En el mundo del derecho existen conceptos difíciles de entender con palabras adecuadas o simples. Es frecuente el clamor por un “urgente” retorno del país a la seguridad jurídica, situación indispensable para las relaciones entre los ciudadanos, para el mejor funcionamiento de la economía, para reglar las relaciones públicas y políticas y también para poder negociar con la comunidad internacional.

Como “seguridad jurídica” es un concepto extraño y abstracto para la mayoría de los ciudadanos creo posible, conveniente y oportuno desmitificar el contexto que conlleva, mediante un sencillo ejemplo: Sí un grupo de amigos, aprovisionados con unas cervecitas y un buen queso de mano, acordamos jugar “ajiley” (juego de cartas muy nuestro) deberemos aplicar las normas elementales, pero… no en todas las partes se juega igual. En algunos lugares la carta No. 7 y la No. 6 valen su valor, las AES valen 11 y 10 las restantes. Pero de donde soy (otra región del país) el 7 de Oros equivale a un As. Arranca el juego y como tengo en mis cinco cartas de la misma pinta que son 4, 3, 2, 5 y 7, digo “AJILEY”. Pero otro jugador tiene las mismas cartas, pero como en lugar del 7 de Oros tiene el As, dice también “AJILEY”.
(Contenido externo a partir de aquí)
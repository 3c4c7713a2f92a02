//! The analyzed-string record and its construction.

use chrono::{SecondsFormat, Utc};
use serde::{Deserialize, Serialize};

use crate::error::AnalysisError;
use crate::properties::{analyze_properties, StringProperties};

/// One analyzed string, keyed by the SHA-256 of its value.
///
/// Records are immutable once built; `id` always equals
/// `properties.sha256_hash`.
#[derive(Debug, Clone, PartialEq, Eq, Serialize, Deserialize)]
pub struct AnalyzedString {
    /// Content hash of `value`; the primary key.
    pub id: String,
    /// The original input, byte-for-byte.
    pub value: String,
    /// Derived properties.
    pub properties: StringProperties,
    /// Insertion time, RFC 3339 in UTC with microsecond precision.
    pub created_at: String,
}

/// Current UTC time as `YYYY-MM-DDTHH:MM:SS.ffffff+00:00`.
///
/// Fixed-width, so values sort lexically in time order.
pub fn timestamp_now() -> String {
    Utc::now().to_rfc3339_opts(SecondsFormat::Micros, false)
}

/// Reject values that are empty or whitespace-only.
///
/// The returned slice is the untouched input; surrounding whitespace is
/// part of the value and is analyzed as-is.
pub fn validate_value(value: &str) -> Result<&str, AnalysisError> {
    if value.trim().is_empty() {
        return Err(AnalysisError::EmptyValue);
    }
    Ok(value)
}

/// Analyze `value` and stamp the result with the current time.
///
/// # Examples
///
/// ```rust
/// use analysis::{analyze, hash_text};
///
/// let record = analyze("racecar");
/// assert_eq!(record.id, hash_text("racecar"));
/// assert_eq!(record.properties.length, 7);
/// assert!(record.properties.is_palindrome);
/// assert_eq!(record.properties.word_count, 1);
/// ```
pub fn analyze(value: &str) -> AnalyzedString {
    let properties = analyze_properties(value);
    AnalyzedString {
        id: properties.sha256_hash.clone(),
        value: value.to_string(),
        properties,
        created_at: timestamp_now(),
    }
}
Al mostrar ambos juegos explota el ¡lío!, ¿por qué? Simplemente no aclaramos previamente las normas y el que tiene 7 de Oros, que en su comunidad vale como un As, está seguro de tener Ajiley, pero para quien tiene el As, el 7 vale simplemente 7 y por lo tanto NO HAY AJILEY. Resultado, se rompe el equilibrio del juego y la paz, comienza la disputa y se acaban la cordialidad, la cerveza y hasta la amistad porque para jugar debemos conocer los riesgos y las reglas, saber a ciencia cierta con qué contamos, como jugar y a quien enfrentamos. Sólo así las apuestas irán sobre seguro.

Un ejemplo ilustrativo de carácter jurídico en referencia a la delincuencia, materia que hoy más nos duele y afecta, es indispensable la existencia de normas que prevean el delito para que el posible delincuente tenga claro que al delinquir será sancionado fuertemente. Si la norma no es previa no habrá sanción porque no se puede calificar como delito a un hecho ocurrido antes de promulgar la norma que lo defina como tal.

La definición precisa de la seguridad jurídica es conocimiento previo de las reglas del juego, no variarlas sin avisar, ni cambiarlas para aplicarlas hacia jugadas ya realizadas de acuerdo con lo convenido, es decir, no aplicarlas retroactivamente. No cabe ninguna duda que sin ella no puede haber paz social.